To turn this into a conditional we need a counter. So initialize the counter to 0 in splitInner l listMid 0 [] [] and pass it through to the match patterns. Since for the last match pattern we do not care what the value of the count is, _ is used instead.
We also need to know what to compare the counter against, which is listMid so pass that through to splitInner .
Also increment the counter for each use of head.

let split l =
    let listMid = (int)((length l)/2)
    let rec splitInner l listMid counter list1 list2 =
        match (l ,counter) with
        | (head :: tail, c) ->
            let list1 = (somefunc head)
            let list2 = (somefunc head)
            let counter = counter + 1
            splitInner tail listMid counter list1 list2
        | ([],_) -> (list1, list2)
    splitInner l listMid 0 [] []

and now add the conditional

let split l =        
    let listMid = (int)((length l)/2)
    let rec splitInner l listMid counter list1 list2 =
        match (l,counter) with
        | (head :: tail, c) ->
            if c < listMid then
                let list1 = head :: list1
                let counter = counter + 1
                splitInner tail listMid counter list1 list2
            else
                let list2 = head :: list2
                let counter = counter + 1
                splitInner tail listMid counter list1 list2
        | ([],_)-> (list1, list2)
    splitInner l listMid 0 [] []

rename head to x and tail to xs as a personal preference

let split l =
    let listMid = (int)((length l)/2)
    let rec splitInner l listMid counter list1 list2 =
        match (l,counter) with
        | (x::xs, c) ->
            if c < listMid then
                let list1 = x :: list1
                let counter = counter + 1
                splitInner xs listMid counter list1 list2
            else
                let list2 = x :: list2
                let counter = counter + 1
                splitInner xs listMid counter list1 list2
        | ([],_)-> (list1, list2)
    splitInner l listMid 0 [] []

and reverse the list before returning them as the result.

let split l =
    let listMid = (int)((length l)/2)
    let rec splitInner l listMid counter list1 list2 =
        match (l, counter) with
        | (x :: xs, c) ->
            if c < listMid then
                let list1 = x :: list1
                let counter = counter + 1
                splitInner xs listMid counter list1 list2
            else
                let list2 = x :: list2
                let counter = counter + 1
                splitInner xs listMid counter list1 list2
        | ([],_)-> (reverse list1, reverse list2)
    splitInner l listMid 0 [] []

Answer 3

You stil have two problems in your Edit3:

The first one, marked by the compiler, is when you call splitInner (l 0 [] []) . You don´t need to use any parenthesis here.

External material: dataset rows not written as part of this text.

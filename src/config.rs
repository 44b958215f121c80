//! Conversion configuration
//!
//! Everything the converter would otherwise read from process-wide state is
//! passed in through a [`ConversionConfig`]: the unit table and the shape
//! colour. Logging goes through whatever `tracing` subscriber the caller has
//! installed.

use crate::error::{Error, Result};
use crate::units::UnitTable;

/// Default diffuse colour of every shape (light grey)
pub const DEFAULT_COLOR: [f64; 3] = [0.7, 0.7, 0.7];

/// Configuration for one or more conversions
///
/// # Example
///
/// ```
/// use threemf_x3d::ConversionConfig;
///
/// let config = ConversionConfig::new()
///     .with_color([0.6, 0.6, 0.9])
///     .with_unit("inch", 0.0254);
/// assert!(config.validate().is_ok());
/// ```
#[derive(Debug, Clone, PartialEq)]
pub struct ConversionConfig {
    color: [f64; 3],
    units: UnitTable,
}

impl ConversionConfig {
    /// Default configuration: grey shapes, millimeter and meter units
    pub fn new() -> Self {
        Self {
            color: DEFAULT_COLOR,
            units: UnitTable::default(),
        }
    }

    /// Set the diffuse colour shared by all shapes (RGB, each in `[0, 1]`)
    pub fn with_color(mut self, color: [f64; 3]) -> Self {
        self.color = color;
        self
    }

    /// Register an additional unit, or override a default one
    pub fn with_unit(mut self, name: impl Into<String>, conversion_factor: f64) -> Self {
        self.units = self.units.with_unit(name, conversion_factor);
        self
    }

    /// Replace the whole unit table
    pub fn with_units(mut self, units: UnitTable) -> Self {
        self.units = units;
        self
    }

    /// Diffuse colour
    pub fn color(&self) -> [f64; 3] {
        self.color
    }

    /// Unit table
    pub fn units(&self) -> &UnitTable {
        &self.units
    }

    /// Check colour range and unit factors
    pub fn validate(&self) -> Result<()> {
        if let Some(c) = self.color.iter().find(|c| !(0.0..=1.0).contains(*c)) {
            return Err(Error::InvalidConfig(format!(
                "color component {} is outside [0, 1]",
                c
            )));
        }
        if let Some(u) = self
            .units
            .units()
            .iter()
            .find(|u| !(u.conversion_factor.is_finite() && u.conversion_factor > 0.0))
        {
            return Err(Error::InvalidConfig(format!(
                "unit '{}' has invalid conversion factor {}",
                u.name, u.conversion_factor
            )));
        }
        Ok(())
    }
}

impl Default for ConversionConfig {
    fn default() -> Self {
        Self::new()
    }
}

#[cfg(test)]
mod tests {
    use super::*;

    #[test]
    fn test_defaults() {
        let config = ConversionConfig::default();
        assert_eq!(config.color(), DEFAULT_COLOR);
        assert!(config.units().lookup("millimeter").is_ok());
        assert!(config.validate().is_ok());
    }

    #[test]
    fn test_chaining() {
        let config = ConversionConfig::new()
            .with_color([0.1, 0.2, 0.3])
            .with_unit("centimeter", 0.01);
        assert_eq!(config.color(), [0.1, 0.2, 0.3]);
        assert_eq!(
            config.units().lookup("centimeter").unwrap().conversion_factor,
            0.01
        );
    }

    #[test]
    fn test_rejects_out_of_range_color() {
        let err = ConversionConfig::new()
            .with_color([0.5, 1.5, 0.5])
            .validate()
            .unwrap_err();
        assert!(matches!(err, Error::InvalidConfig(_)));
    }

    #[test]
    fn test_rejects_bad_unit_factor() {
        let config = ConversionConfig::new().with_unit("bogus", 0.0);
        assert!(config.validate().is_err());
        let config = ConversionConfig::new().with_units(UnitTable::empty().with_unit("x", f64::NAN));
        assert!(config.validate().is_err());
    }
}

This compiles and shows an incorrect result:

(* val split : l:'a list -> 'a list * 'a list *)
let split l = 
    let rec splitInner l counter list1 list2 =
        match (l, counter) with
        | (x::xs, c) ->
            if c < (l.Length/2) then
                let list1 = x :: list1
                let counter = counter+1
                splitInner xs counter list1 list2
            else
                let list2 = x :: list2
                let counter = counter+1
                splitInner xs counter list1 list2
        | ([],_) -> ((reverse list1), (reverse list2))
    splitInner l 0 [] []

split [1;2;3;4;5;6;7;8;9;10]

> split [1;2;3;4;5;6;7;8;9;10];;
val it : int list * int list = ([1; 2; 3], [4; 5; 6; 7; 8; 9; 10])

The error is because in the line if c < (l.Length/2) then you are comparing against a different list each time.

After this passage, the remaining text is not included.